我有一个名为a的数据框架,其结构类似于:-
a <- data.frame(X1=c("A", "B", "C", "A", "C", "D"),
X2=c("B", "C", "D", "A", "B", "A"),
X3=c("C", "D", "A", "B", "A", "B")
)
还有另一套是:-
b <- data.frame(Xn=c("A", "B", "C", "D"),
Feature=c("some", "more", "what", "why"))

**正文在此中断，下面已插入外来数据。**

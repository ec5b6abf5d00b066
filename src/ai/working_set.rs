//! The per-turn pool of stacks still available for assignment.
//!
//! Holds ids only. Insertion order is kept so that every "first found" tie
//! break is reproducible, and a reverse index makes removal by id cheap.

use std::collections::{BTreeMap, HashMap};

use crate::board::{PlayerId, StackId, World};

#[derive(Debug, Clone, Default)]
pub struct WorkingSet {
    order: BTreeMap<u64, StackId>,
    index: HashMap<StackId, u64>,
    next_seq: u64,
}

impl WorkingSet {
    pub fn new() -> Self {
        WorkingSet::default()
    }

    /// Builds the set from every live stack of `owner`, in id order.
    pub fn from_roster(world: &World, owner: PlayerId, skip_parked: bool) -> Self {
        let mut set = WorkingSet::new();
        for stack in world.stacks_of(owner) {
            if skip_parked && stack.parked {
                continue;
            }
            set.add(stack.id);
        }
        set
    }

    /// Inserts `id` at the end. Returns false if it was already present.
    pub fn add(&mut self, id: StackId) -> bool {
        if self.index.contains_key(&id) {
            return false;
        }
        let seq = self.next_seq;
        self.next_seq += 1;
        self.order.insert(seq, id);
        self.index.insert(id, seq);
        true
    }

    /// Removes `id`. Returns whether it was present.
    pub fn remove(&mut self, id: StackId) -> bool {
        match self.index.remove(&id) {
            Some(seq) => {
                self.order.remove(&seq);
                true
            }
            None => false,
        }
    }

    pub fn contains(&self, id: StackId) -> bool {
        self.index.contains_key(&id)
    }

    pub fn len(&self) -> usize {
        self.index.len()
    }

    pub fn is_empty(&self) -> bool {
        self.index.is_empty()
    }

    /// Snapshot of the members in insertion order.
    ///
    /// Phases iterate over a snapshot and re-check membership, so they can
    /// remove and insert freely while walking it.
    pub fn ids(&self) -> Vec<StackId> {
        self.order.values().copied().collect()
    }

    pub fn iter(&self) -> impl Iterator<Item = StackId> + '_ {
        self.order.values().copied()
    }
}

#[cfg(test)]
mod tests {
    use super::*;
    use crate::board::{Map, Position, Terrain};

    #[test]
    fn add_is_deduplicated() {
        let mut set = WorkingSet::new();
        assert!(set.add(StackId(4)));
        assert!(!set.add(StackId(4)));
        assert_eq!(set.len(), 1);
    }

    #[test]
    fn remove_missing_is_noop() {
        let mut set = WorkingSet::new();
        set.add(StackId(1));
        assert!(!set.remove(StackId(2)));
        assert!(set.remove(StackId(1)));
        assert!(!set.remove(StackId(1)));
        assert!(set.is_empty());
    }

    #[test]
    fn keeps_insertion_order() {
        let mut set = WorkingSet::new();
        for id in [7, 2, 9] {
            set.add(StackId(id));
        }
        set.remove(StackId(2));
        set.add(StackId(2));
        assert_eq!(set.ids(), vec![StackId(7), StackId(9), StackId(2)]);
    }

    #[test]
    fn roster_can_skip_parked() {
        let mut w = World::new(Map::filled(4, 4, Terrain::Grass));
        let me = w.add_player("Sirians", 0);
        let a = w.new_army("Infantry", 2, 10);
        let b = w.new_army("Infantry", 2, 10);
        let s1 = w.add_stack(me, Position::new(0, 0), vec![a]);
        let s2 = w.add_stack(me, Position::new(1, 0), vec![b]);
        w.stack_mut(s2).unwrap().parked = true;

        assert_eq!(WorkingSet::from_roster(&w, me, false).len(), 2);
        let set = WorkingSet::from_roster(&w, me, true);
        assert!(set.contains(s1));
        assert!(!set.contains(s2));
    }
}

我想将集合Features中的所有b添加到集合a中,以便X1,X2和X3在集合a中具有其对应的功能列。换句话说,集合a中的列变为:-
colnames(a) <- c("X1", "X2", "X3", "Features1", "Features2", "Features3")
我该如何在for循环中使用left_join?
在基数R中,我们可以将unlist a数据帧和match与b$Xn一起获得相应的Feature值。我们可以将此数据帧cbind转换为原始数据帧以获得最终答案。
temp <- a
temp[] <- b$Feature[match(unlist(temp), b$Xn)]
names(temp) <- paste0('Feature', seq_along(temp))
cbind(a, temp)
# X1 X2 X3 Feature1 Feature2 Feature3
#1 A B C some more what
#2 B C D more what why
#3 C D A what why some
#4 A A B some some more
#5 C B A what more some
#6 D A B why some more
在tidyverse中,我们可以获取长格式的数据,将数据合并并恢复为宽格式。
library(dplyr)
library(tidyr)
a %>%
mutate(row = row_number()) %>%
pivot_longer(cols = -row) %>%
left_join(b, by = c('value' = 'Xn')) %>%
select(-value) %>%
pivot_wider(names_from = name, values_from = Feature) %>%
select(-row) %>%
rename_all(~paste0('Feature', seq_along(.))) %>%
bind_cols(a, .)
我们可以使用map生成具有适当名称的数据帧列表以进行连接,然后使用reduce进行连续的连接。例如:
library(tidyverse)
c(list(a),
map(1:3, ~b %>% set_names(paste0(c("X","Feature"), .x)))) %>%
reduce(left_join)
X1 X2 X3 Feature1 Feature2 Feature3 1 A B C some more what 2 B C D more what why 3 C D A what why some 4 A A B some some more 5 C B A what more some 6 D A B why some more
为了解压,map语句使用b创建我们要加入原始数据帧a的三个数据帧的列表。
map(1:3, ~b %>% set_names(paste0(c("X","Feature"), .x)))
[[1]] X1 Feature1 1 A some 2 B more 3 C what 4 D why 5 A zzz [[2]] X2 Feature2 1 A some 2 B more 3 C what 4 D why 5 A zzz [[3]] X3 Feature3 1 A some 2 B more 3 C what 4 D why 5 A zzz
[我们使用c函数将原始数据帧a放在我们刚刚创建的列表的前面,从而为我们提供了四个数据帧的列表。
c(list(a),
map(1:3, ~b %>% set_names(paste0(c("X","Feature"), .x))))
现在我们要连续地将map创建的三个数据帧连接到a。这就是reduce(left_join)所做的。